Records from a dataset
⁂

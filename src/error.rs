use thiserror::Error;

#[derive(Error, Debug)]
pub enum DbError {
    #[error("not connected")]
    NotConnected,

    #[error("engine is read-only")]
    NotWritable,

    #[error("unsupported operation: {0}")]
    UnsupportedOperation(String),

    #[error("table not found: {0}")]
    TableNotFound(String),

    #[error("table already exists: {0}")]
    TableExists(String),

    #[error("invalid generated column: {0}")]
    InvalidGeneratedColumn(String),

    #[error("index not found: {0}")]
    IndexNotFound(String),

    #[error("index already exists: {0}")]
    DuplicateIndex(String),

    #[error("unsupported index kind: {0}")]
    UnsupportedIndexKind(String),

    #[error("unsupported key type: {0}")]
    UnsupportedKeyType(String),

    #[error("transaction not found: {0}")]
    TransactionNotFound(u64),

    #[error("snapshot not found for transaction {0}")]
    SnapshotNotFound(u64),

    #[error("Duplicate entry '{value}' for key '{key}'")]
    DuplicateEntry { value: String, key: String },

    #[error("dimension mismatch: expected {expected}, got {actual}")]
    DimensionMismatch { expected: usize, actual: usize },

    #[error("unknown metric: {0}")]
    UnknownMetric(String),

    #[error("operation cancelled")]
    Cancelled,

    #[error("page decode error: {0}")]
    PageDecode(String),

    #[error("spill IO error: {0}")]
    SpillIo(#[from] std::io::Error),

    #[error("validation error: {0}")]
    Validation(String),

    #[error("internal error: {0}")]
    Internal(String),
}

pub type Result<T> = std::result::Result<T, DbError>;

impl DbError {
    /// Whether this error is a unique-constraint violation.
    pub fn is_duplicate_entry(&self) -> bool {
        matches!(self, DbError::DuplicateEntry { .. })
    }
}
// A row page: a fixed-size group of rows that can be spilled to disk.
//
// `pin_count` is atomic; `state`, `rows`, and the spill path live behind a
// per-page mutex so a Pin can never observe a page mid-eviction.

use crate::codec;
use crate::common::{row_size_bytes, Row};
use crate::error::DbError;
use crate::Result;
use parking_lot::Mutex;
use std::fs;
use std::path::{Path, PathBuf};
use std::sync::atomic::{AtomicU32, Ordering};

/// Unique identity of a page: table, table version, page index.
#[derive(Debug, Clone, PartialEq, Eq, Hash)]
pub struct PageId {
    pub table: String,
    pub version: u64,
    pub index: usize,
}

impl PageId {
    pub fn new(table: impl Into<String>, version: u64, index: usize) -> Self {
        Self {
            table: table.into(),
            version,
            index,
        }
    }

    /// Spill file name; table characters outside [A-Za-z0-9_] are mapped to
    /// '_' so the name is always filesystem-safe.
    pub fn spill_file_name(&self) -> String {
        let safe: String = self
            .table
            .chars()
            .map(|c| if c.is_ascii_alphanumeric() || c == '_' { c } else { '_' })
            .collect();
        format!("{}-v{}-p{}.page", safe, self.version, self.index)
    }
}

#[derive(Debug, Clone, Copy, PartialEq, Eq)]
pub enum PageState {
    Resident,
    Evicted,
}

struct PageBody {
    state: PageState,
    /// Empty while evicted.
    rows: Vec<Row>,
    /// Set once the page has spilled at least once; the file is reused
    /// across evict/reload cycles and deleted only on release.
    spill_path: Option<PathBuf>,
}

pub struct RowPage {
    id: PageId,
    row_count: usize,
    size_bytes: usize,
    pin_count: AtomicU32,
    body: Mutex<PageBody>,
}

impl RowPage {
    pub fn new(id: PageId, rows: Vec<Row>) -> Self {
        let size_bytes = 64 + rows.iter().map(row_size_bytes).sum::<usize>();
        Self {
            id,
            row_count: rows.len(),
            size_bytes,
            pin_count: AtomicU32::new(0),
            body: Mutex::new(PageBody {
                state: PageState::Resident,
                rows,
                spill_path: None,
            }),
        }
    }

    pub fn id(&self) -> &PageId {
        &self.id
    }

    pub fn row_count(&self) -> usize {
        self.row_count
    }

    pub fn size_bytes(&self) -> usize {
        self.size_bytes
    }

    pub fn pin_count(&self) -> u32 {
        self.pin_count.load(Ordering::Acquire)
    }

    pub fn state(&self) -> PageState {
        self.body.lock().state
    }

    /// Ensure the page is resident and take a pin. Returns true when the
    /// page had to be reloaded from its spill file.
    pub(crate) fn pin(&self) -> Result<bool> {
        let mut body = self.body.lock();
        let reloaded = if body.state == PageState::Evicted {
            self.reload(&mut body)?;
            true
        } else {
            false
        };
        self.pin_count.fetch_add(1, Ordering::AcqRel);
        Ok(reloaded)
    }

    /// Drop a pin; saturates at zero.
    pub(crate) fn unpin(&self) {
        let _ = self
            .pin_count
            .fetch_update(Ordering::AcqRel, Ordering::Acquire, |c| c.checked_sub(1));
    }

    /// Spill the page. Skipped (returns false) while pinned or already
    /// evicted; the pin check happens under the body lock, which is the same
    /// lock `pin` holds while reloading, so the two can never interleave.
    pub(crate) fn evict(&self, spill_dir: &Path) -> Result<bool> {
        let mut body = self.body.lock();
        if body.state == PageState::Evicted || self.pin_count.load(Ordering::Acquire) > 0 {
            return Ok(false);
        }

        let encoded = codec::encode_rows(&body.rows);
        fs::create_dir_all(spill_dir)?;
        let path = match &body.spill_path {
            Some(existing) => existing.clone(),
            None => spill_dir.join(self.id.spill_file_name()),
        };
        fs::write(&path, &encoded)?;

        body.spill_path = Some(path);
        body.rows = Vec::new();
        body.state = PageState::Evicted;
        Ok(true)
    }

    fn reload(&self, body: &mut PageBody) -> Result<()> {
        let path = body
            .spill_path
            .as_ref()
            .ok_or_else(|| DbError::Internal(format!("page {:?} evicted without spill file", self.id)))?;
        let data = fs::read(path)?;
        let rows = codec::decode_rows(&data)?;
        if rows.len() != self.row_count {
            return Err(DbError::PageDecode(format!(
                "spill file for {:?} holds {} rows, expected {}",
                self.id,
                rows.len(),
                self.row_count
            )));
        }
        body.rows = rows;
        body.state = PageState::Resident;
        Ok(())
    }

    /// Read one row by index within the page. Caller must hold a pin.
    pub(crate) fn row(&self, idx: usize) -> Option<Row> {
        let body = self.body.lock();
        body.rows.get(idx).cloned()
    }

    /// Clone out all rows. Caller must hold a pin.
    pub(crate) fn rows_cloned(&self) -> Vec<Row> {
        self.body.lock().rows.clone()
    }

    /// Delete the spill file, if any. Runs when the last reference to the
    /// page drops, or eagerly from `BufferPool::close`.
    pub(crate) fn remove_spill_file(&self) {
        let mut body = self.body.lock();
        if let Some(path) = body.spill_path.take() {
            if let Err(e) = fs::remove_file(&path) {
                if e.kind() != std::io::ErrorKind::NotFound {
                    tracing::warn!(path = %path.display(), error = %e, "failed to remove spill file");
                }
            }
        }
    }
}

impl Drop for RowPage {
    fn drop(&mut self) {
        // Readers of a garbage-collected version keep the page alive through
        // their Arc; the spill file must outlive every such reader.
        self.remove_spill_file();
    }
}

#[cfg(test)]
mod tests {
    use super::*;
    use crate::common::Value;

    fn sample_rows(n: usize) -> Vec<Row> {
        (0..n)
            .map(|i| {
                let mut row = Row::new();
                row.insert("id".to_string(), Value::Int64(i as i64));
                row.insert("name".to_string(), Value::String(format!("row-{}", i)));
                row
            })
            .collect()
    }

    #[test]
    fn test_evict_reload_cycle() {
        let dir = tempfile::tempdir().unwrap();
        let page = RowPage::new(PageId::new("t", 1, 0), sample_rows(5));

        assert!(page.evict(dir.path()).unwrap());
        assert_eq!(page.state(), PageState::Evicted);

        assert!(page.pin().unwrap());
        assert_eq!(page.state(), PageState::Resident);
        assert_eq!(page.row(2).unwrap()["id"], Value::Int64(2));
        page.unpin();

        // Second eviction reuses the same file.
        assert!(page.evict(dir.path()).unwrap());
        assert!(page.pin().unwrap());
        page.unpin();
    }

    #[test]
    fn test_evict_refused_while_pinned() {
        let dir = tempfile::tempdir().unwrap();
        let page = RowPage::new(PageId::new("t", 1, 0), sample_rows(3));

        page.pin().unwrap();
        assert!(!page.evict(dir.path()).unwrap());
        page.unpin();
        assert!(page.evict(dir.path()).unwrap());
    }

    #[test]
    fn test_unpin_saturates() {
        let page = RowPage::new(PageId::new("t", 1, 0), sample_rows(1));
        page.unpin();
        assert_eq!(page.pin_count(), 0);
        page.pin().unwrap();
        page.unpin();
        page.unpin();
        assert_eq!(page.pin_count(), 0);
    }

    #[test]
    fn test_spill_file_removed() {
        let dir = tempfile::tempdir().unwrap();
        let page = RowPage::new(PageId::new("t", 1, 0), sample_rows(2));
        page.evict(dir.path()).unwrap();

        let file = dir.path().join(page.id().spill_file_name());
        assert!(file.exists());
        page.remove_spill_file();
        assert!(!file.exists());
    }
}
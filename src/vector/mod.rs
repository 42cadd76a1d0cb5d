// Vector indexes.
//
// All variants implement the same `VectorIndex` capability; the index
// manager and the engine never see a concrete type. Distance metrics are
// looked up by name at construction time.

pub mod distance;
pub mod flat;
pub mod hnsw;

pub use distance::{distance_fn, register_distance, DistanceFn};
pub use flat::FlatIndex;
pub use hnsw::HnswIndex;

use crate::common::RowId;
use crate::error::DbError;
use crate::index::IndexKind;
use crate::Result;
use std::collections::{HashMap, HashSet};
use std::sync::Arc;

/// Shared configuration for every vector index variant.
#[derive(Debug, Clone)]
pub struct VectorIndexConfig {
    pub name: String,
    pub table: String,
    pub column: String,
    pub kind: IndexKind,
    /// Metric name resolved against the distance registry.
    pub metric: String,
    /// All inserts and queries must match this dimension.
    pub dimension: usize,
    /// Variant-specific parameter bag (e.g. "m", "ef_construction").
    pub params: HashMap<String, f64>,
}

impl VectorIndexConfig {
    pub fn param(&self, name: &str, default: f64) -> f64 {
        self.params.get(name).copied().unwrap_or(default)
    }
}

/// Ranked search output; `ids` and `distances` are parallel, closest first.
#[derive(Debug, Clone, Default)]
pub struct VectorSearchResult {
    pub ids: Vec<RowId>,
    pub distances: Vec<f32>,
}

#[derive(Debug, Clone)]
pub struct VectorIndexStats {
    pub vector_count: usize,
    pub dimension: usize,
    pub metric: String,
    /// Highest graph layer; zero for flat variants.
    pub max_level: usize,
}

/// Pull-based loader used by `build`: returns `None` when exhausted.
pub type DataLoader<'a> = dyn FnMut() -> Result<Option<(RowId, Vec<f32>)>> + 'a;

pub trait VectorIndex: Send + Sync {
    /// Bulk-populate from a loader. The default drains the loader through
    /// `insert`.
    fn build(&self, loader: &mut DataLoader<'_>) -> Result<()> {
        while let Some((id, vector)) = loader()? {
            self.insert(id, &vector)?;
        }
        Ok(())
    }

    fn insert(&self, id: RowId, vector: &[f32]) -> Result<()>;

    fn delete(&self, id: RowId) -> Result<()>;

    /// K-nearest search. When `filter` is present only ids in the set may
    /// appear in the result.
    fn search(
        &self,
        query: &[f32],
        k: usize,
        filter: Option<&HashSet<RowId>>,
    ) -> Result<VectorSearchResult>;

    fn config(&self) -> &VectorIndexConfig;

    fn stats(&self) -> VectorIndexStats;

    /// Clear all vectors, keeping the configuration.
    fn reset(&self) -> Result<()>;

    fn close(&self) -> Result<()> {
        Ok(())
    }
}

/// Construct a vector index for the configured kind.
pub fn create_vector_index(config: VectorIndexConfig) -> Result<Arc<dyn VectorIndex>> {
    match config.kind {
        IndexKind::VectorFlat => Ok(Arc::new(FlatIndex::new(config)?)),
        IndexKind::VectorHnsw => Ok(Arc::new(HnswIndex::new(config)?)),
        other => Err(DbError::UnsupportedIndexKind(format!("{:?}", other))),
    }
}

pub(crate) fn check_dimension(expected: usize, vector: &[f32]) -> Result<()> {
    if vector.len() != expected {
        return Err(DbError::DimensionMismatch {
            expected,
            actual: vector.len(),
        });
    }
    Ok(())
}
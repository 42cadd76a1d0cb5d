// Buffer pool under memory pressure: concurrent pin/unpin readers against
// eviction threads, spill and reload through the page codec.

use snapdb::buffer::{BufferPool, BufferPoolConfig};
use snapdb::storage::PagedRows;
use snapdb::{
    ColumnInfo, DataType, Engine, EngineConfig, OperationContext, QueryOptions, Row, TableInfo,
    Value,
};
use std::sync::atomic::{AtomicBool, Ordering};
use std::sync::Arc;
use std::thread;
use std::time::Duration;

fn wide_row(id: i64) -> Row {
    let mut row = Row::new();
    row.insert("id".to_string(), Value::Int64(id));
    row.insert("payload".to_string(), Value::String("p".repeat(512)));
    row
}

#[test]
fn test_concurrent_pin_unpin_with_evictors() {
    let dir = tempfile::tempdir().unwrap();
    // Budget far below the ~110KB dataset so the evictors always have work.
    let pool = BufferPool::new(BufferPoolConfig {
        enabled: true,
        max_memory_bytes: 16 * 1024,
        page_row_count: 10,
        spill_dir: dir.path().to_path_buf(),
        evict_interval_ms: 1,
    });

    // 20 pages x 10 rows.
    let rows: Vec<Row> = (0..200).map(|i| wide_row(i)).collect();
    let paged = PagedRows::from_rows(&pool, "pressure", 1, rows);
    assert_eq!(paged.page_count(), 20);

    // Keep memory above budget so the evictors always have work.
    pool.try_evict();

    let stop = Arc::new(AtomicBool::new(false));
    let mut handles = Vec::new();

    for _ in 0..2 {
        let pool = pool.clone();
        let stop = stop.clone();
        handles.push(thread::spawn(move || {
            while !stop.load(Ordering::Relaxed) {
                pool.try_evict();
                thread::sleep(Duration::from_millis(1));
            }
        }));
    }

    let mut readers = Vec::new();
    for t in 0..8usize {
        let paged = paged.clone();
        readers.push(thread::spawn(move || {
            for i in 0..200usize {
                let index = (t * 37 + i * 13) % 200;
                let row = paged
                    .get(index)
                    .expect("read through pin must succeed")
                    .expect("row must exist");
                assert_eq!(row["id"], Value::Int64(index as i64));
            }
        }));
    }
    for reader in readers {
        reader.join().unwrap();
    }
    stop.store(true, Ordering::Relaxed);
    for handle in handles {
        handle.join().unwrap();
    }

    let stats = pool.stats();
    assert!(stats.evictions > 0, "expected spills, got {:?}", stats);
    assert!(stats.reloads > 0, "expected reloads, got {:?}", stats);

    // Every row is still intact after the churn.
    let all = paged.to_vec().unwrap();
    assert_eq!(all.len(), 200);
    for (i, row) in all.iter().enumerate() {
        assert_eq!(row["id"], Value::Int64(i as i64));
    }

    paged.release();
    drop(paged);
    pool.close();
    assert!(std::fs::read_dir(dir.path())
        .map(|entries| entries.count() == 0)
        .unwrap_or(true));
}

#[test]
fn test_engine_reads_through_spilled_pages() {
    let dir = tempfile::tempdir().unwrap();
    let engine = Engine::new(EngineConfig {
        read_only: false,
        buffer_pool: BufferPoolConfig {
            enabled: true,
            max_memory_bytes: 16 * 1024,
            page_row_count: 10,
            spill_dir: dir.path().to_path_buf(),
            evict_interval_ms: 0,
        },
    });
    let ctx = OperationContext::new();
    engine.connect(&ctx).unwrap();
    engine
        .create_table(
            &ctx,
            TableInfo::new(
                "big",
                vec![
                    ColumnInfo::new("id", DataType::Int64),
                    ColumnInfo::new("payload", DataType::String),
                ],
            ),
        )
        .unwrap();

    let rows: Vec<Row> = (0..300).map(wide_row).collect();
    engine.insert(&ctx, "big", rows).unwrap();

    let stats = engine.buffer_pool_stats();
    assert!(
        stats.evicted_pages > 0,
        "pool should have spilled under a 16KB budget: {:?}",
        stats
    );

    // A full scan transparently reloads evicted pages.
    let result = engine.query(&ctx, "big", &QueryOptions::new()).unwrap();
    assert_eq!(result.total, 300);

    engine.close(&ctx).unwrap();
}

⁂

▸ **Exercise prompt**:
Wherever the word "FlatIndex" appears in the data, return the whole line.

▸ **Response area**:
pub use flat::FlatIndex;
        IndexKind::VectorFlat => Ok(Arc::new(FlatIndex::new(config)?)),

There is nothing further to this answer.